(Collected data)
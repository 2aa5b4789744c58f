//! Integration tests for constructor and node values

use strata_types::{ErrorKind, Type, TypeStore};
use strata_values::{Node, Value, ValueFactory};

struct Exprs {
    vf: ValueFactory,
    num: Type,
    add: Type,
}

fn exprs() -> Exprs {
    let store = TypeStore::new();
    let expr = store.declare_adt("Expr").unwrap();
    let num = store.declare_constructor(&expr, "num", &[Type::integer()]).unwrap();
    let add = store
        .declare_labeled_constructor(&expr, "add", &[expr.clone(), expr.clone()], &["lhs", "rhs"])
        .unwrap();
    Exprs {
        vf: ValueFactory::new(store),
        num,
        add,
    }
}

fn num(e: &Exprs, n: i64) -> Value {
    e.vf.constructor(&e.num, vec![e.vf.integer(n)]).unwrap().into()
}

#[test]
fn constructor_type_checks_children() {
    let e = exprs();
    let sum = e.vf.constructor(&e.add, vec![num(&e, 1), num(&e, 2)]).unwrap();

    assert_eq!(sum.ty(), &e.add);
    assert_eq!(sum.get_labeled("rhs").unwrap(), &num(&e, 2));

    let err = e.vf.constructor(&e.add, vec![num(&e, 1), e.vf.integer(2)]).unwrap_err();
    assert!(matches!(err.kind, ErrorKind::TypeMismatch { .. }));
    let err = e.vf.constructor(&e.add, vec![num(&e, 1)]).unwrap_err();
    assert!(matches!(err.kind, ErrorKind::ArityMismatch { .. }));
}

#[test]
fn set_child_is_immutable() {
    let e = exprs();
    let sum = e.vf.constructor(&e.add, vec![num(&e, 1), num(&e, 2)]).unwrap();
    let changed = sum.set(1, num(&e, 5)).unwrap();

    assert_eq!(sum.get(1).unwrap(), &num(&e, 2));
    assert_eq!(changed.get(1).unwrap(), &num(&e, 5));
    assert_ne!(sum, changed);
    assert!(sum.set(1, e.vf.string("x")).unwrap_err().is_use());
}

#[test]
fn deep_structural_equality() {
    let e = exprs();
    let a = e.vf.constructor(&e.add, vec![num(&e, 1), num(&e, 2)]).unwrap();
    let b = e.vf.constructor(&e.add, vec![num(&e, 1), num(&e, 2)]).unwrap();
    let c = e.vf.constructor(&e.add, vec![num(&e, 2), num(&e, 1)]).unwrap();

    assert_eq!(a, b);
    assert_ne!(a, c);
}

#[test]
fn untyped_nodes() {
    let vf = ValueFactory::default();
    let node = vf.node("f", vec![vf.integer(1), vf.string("x")]);

    assert_eq!(node.ty(), &Type::node());
    assert_eq!(node.name(), "f");
    assert_eq!(node.arity(), 2);
    assert!(!node.is_constructor());
    assert_eq!(node.set(0, vf.string("anything")).unwrap().get(0).unwrap(), &vf.string("anything"));
    assert_eq!(format!("{node}"), "f(1,\"x\")");
}

#[test]
fn node_children_iterate_in_order() {
    let e = exprs();
    let sum: Node = e.vf.constructor(&e.add, vec![num(&e, 1), num(&e, 2)]).unwrap();
    let children: Vec<&Value> = sum.children().collect();
    assert_eq!(children, vec![&num(&e, 1), &num(&e, 2)]);
}
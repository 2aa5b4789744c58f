//! Parametric matching and instantiation.
//!
//! Matching walks a pattern and a subject side by side and records, for
//! each parameter, the least type that covers everything it met. The
//! resulting [`Bindings`] can then be substituted back with
//! [`TypeStore::instantiate`].

use rustc_hash::FxHashMap;

use crate::error::{Error, ErrorKind, Result};
use crate::store::TypeStore;
use crate::types::{Type, TypeKind};

/// Parameter bindings produced by [`TypeStore::match_type`].
#[derive(Clone, Debug, Default, PartialEq, Eq)]
pub struct Bindings {
    map: FxHashMap<Type, Type>,
}

impl Bindings {
    /// Creates an empty binding set.
    #[must_use]
    pub fn new() -> Self {
        Self::default()
    }

    /// Returns the type bound to `parameter`.
    #[must_use]
    pub fn get(&self, parameter: &Type) -> Option<&Type> {
        self.map.get(parameter)
    }

    /// Returns the type bound to the parameter named `name`.
    #[must_use]
    pub fn get_named(&self, name: &str) -> Option<&Type> {
        self.map
            .iter()
            .find(|(param, _)| param.name() == Some(name))
            .map(|(_, bound)| bound)
    }

    /// Binds `parameter` to `ty`, replacing any earlier binding.
    pub fn insert(&mut self, parameter: Type, ty: Type) {
        self.map.insert(parameter, ty);
    }

    /// Returns the number of bound parameters.
    #[must_use]
    pub fn len(&self) -> usize {
        self.map.len()
    }

    /// Returns true if nothing is bound.
    #[must_use]
    pub fn is_empty(&self) -> bool {
        self.map.is_empty()
    }

    /// Iterates over `(parameter, bound type)` pairs.
    pub fn iter(&self) -> impl Iterator<Item = (&Type, &Type)> {
        self.map.iter()
    }
}

impl TypeStore {
    /// Matches `subject` against `pattern`, extending `bindings`.
    ///
    /// A parameter accepts any subtype of its bound. A parameter met twice
    /// is bound to the least upper bound of both subjects. A closed pattern
    /// only requires `subject` to be a subtype of it.
    ///
    /// # Errors
    ///
    /// Returns a type mismatch when the shapes differ or a subject exceeds
    /// a parameter's bound. `bindings` may be partially extended on error.
    pub fn match_type(&self, pattern: &Type, subject: &Type, bindings: &mut Bindings) -> Result<()> {
        if !pattern.is_open() {
            return if subject.is_subtype_of(pattern) {
                Ok(())
            } else {
                Err(Error::type_mismatch(pattern.clone(), subject.clone()))
            };
        }

        if subject.is_void() {
            Self::bind_void(pattern, bindings);
            return Ok(());
        }

        match pattern.kind() {
            TypeKind::Alias { aliased, .. } => return self.match_type(aliased, subject, bindings),
            TypeKind::Parameter { bound, .. } => {
                if !subject.is_subtype_of(bound) {
                    return Err(Error::type_mismatch(bound.clone(), subject.clone()));
                }
                let bound_to = match bindings.get(pattern) {
                    Some(previous) => self.lub(previous, subject),
                    None => subject.clone(),
                };
                bindings.insert(pattern.clone(), bound_to);
                return Ok(());
            }
            _ => {}
        }

        match (pattern.kind(), subject.resolve().kind()) {
            (TypeKind::List(p), TypeKind::List(s)) | (TypeKind::Set(p), TypeKind::Set(s)) => {
                self.match_type(p, s, bindings)
            }
            (TypeKind::Map(pk, pv), TypeKind::Map(sk, sv)) => {
                self.match_type(pk, sk, bindings)?;
                self.match_type(pv, sv, bindings)
            }
            (TypeKind::Tuple { fields: pf, .. }, TypeKind::Tuple { fields: sf, .. })
                if pf.len() == sf.len() =>
            {
                for (p, s) in pf.iter().zip(sf.iter()) {
                    self.match_type(p, s, bindings)?;
                }
                Ok(())
            }
            (
                TypeKind::Constructor {
                    adt: pa,
                    name: pn,
                    fields: pf,
                },
                TypeKind::Constructor {
                    adt: sa,
                    name: sn,
                    fields: sf,
                },
            ) if pa == sa && pn == sn => self.match_type(pf, sf, bindings),
            _ => Err(Error::type_mismatch(pattern.clone(), subject.clone())),
        }
    }

    /// Binds every unbound parameter inside `pattern` to `void`.
    fn bind_void(pattern: &Type, bindings: &mut Bindings) {
        match pattern.kind() {
            TypeKind::Parameter { .. } => {
                if bindings.get(pattern).is_none() {
                    bindings.insert(pattern.clone(), Type::void());
                }
            }
            TypeKind::List(e) | TypeKind::Set(e) => Self::bind_void(e, bindings),
            TypeKind::Map(k, v) => {
                Self::bind_void(k, bindings);
                Self::bind_void(v, bindings);
            }
            TypeKind::Tuple { fields, .. } => {
                for field in fields.iter() {
                    Self::bind_void(field, bindings);
                }
            }
            TypeKind::Alias { aliased, .. } => Self::bind_void(aliased, bindings),
            TypeKind::Constructor { fields, .. } => Self::bind_void(fields, bindings),
            _ => {}
        }
    }

    /// Substitutes bound parameters inside `ty`.
    ///
    /// Closed types are returned as-is. An open alias instantiates to its
    /// substituted body.
    ///
    /// # Errors
    ///
    /// Returns [`ErrorKind::UndefinedParameter`] for a parameter with no binding.
    pub fn instantiate(&self, ty: &Type, bindings: &Bindings) -> Result<Type> {
        if !ty.is_open() {
            return Ok(ty.clone());
        }

        match ty.kind() {
            TypeKind::Parameter { .. } => bindings
                .get(ty)
                .cloned()
                .ok_or_else(|| Error::new(ErrorKind::UndefinedParameter(ty.clone()))),
            TypeKind::List(e) => Ok(self.list(&self.instantiate(e, bindings)?)),
            TypeKind::Set(e) => Ok(self.set(&self.instantiate(e, bindings)?)),
            TypeKind::Map(k, v) => Ok(self.map(
                &self.instantiate(k, bindings)?,
                &self.instantiate(v, bindings)?,
            )),
            TypeKind::Tuple { fields, labels } => {
                let fields = fields
                    .iter()
                    .map(|field| self.instantiate(field, bindings))
                    .collect::<Result<Vec<_>>>()?;
                Ok(self.intern(TypeKind::Tuple {
                    fields: fields.into(),
                    labels: labels.clone(),
                }))
            }
            TypeKind::Alias { aliased, .. } => self.instantiate(aliased, bindings),
            TypeKind::Constructor { adt, name, fields } => Ok(self.intern(TypeKind::Constructor {
                adt: adt.clone(),
                name: name.clone(),
                fields: self.instantiate(fields, bindings)?,
            })),
            _ => Ok(ty.clone()),
        }
    }
}
//! Immutable values and persistent collections for Strata.
//!
//! This crate provides:
//! - [`Value`] - The core value type for all Strata data
//! - [`List`], [`Set`], [`Relation`], [`Map`] - Persistent collections
//! - [`ListWriter`], [`SetWriter`], [`MapWriter`] - One-shot builders
//! - [`Tuple`] and [`Node`] - Products and tree values with annotations
//! - [`ValueFactory`] - Construction entry point over a [`TypeStore`]
//!
//! [`TypeStore`]: strata_types::TypeStore

#![warn(missing_docs)]
#![warn(clippy::all)]
#![warn(clippy::pedantic)]

mod collections;
mod factory;
mod list;
mod map;
mod node;
mod numeric;
mod relation;
mod set;
mod tuple;
mod value;
mod writer;

pub use collections::{PMap, PSet, PVector};
pub use factory::ValueFactory;
pub use list::List;
pub use map::Map;
pub use node::Node;
pub use numeric::Rational;
pub use relation::Relation;
pub use set::Set;
pub use tuple::Tuple;
pub use value::Value;
pub use writer::{ElementTyping, ListWriter, MapWriter, SetWriter};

WORK ITEM:
Show every line of the entries above where the word "string" occurs.

RESPONSE:
    assert!(sum.set(1, e.vf.string("x")).unwrap_err().is_use());
    let node = vf.node("f", vec![vf.integer(1), vf.string("x")]);
    assert_eq!(node.set(0, vf.string("anything")).unwrap().get(0).unwrap(), &vf.string("anything"));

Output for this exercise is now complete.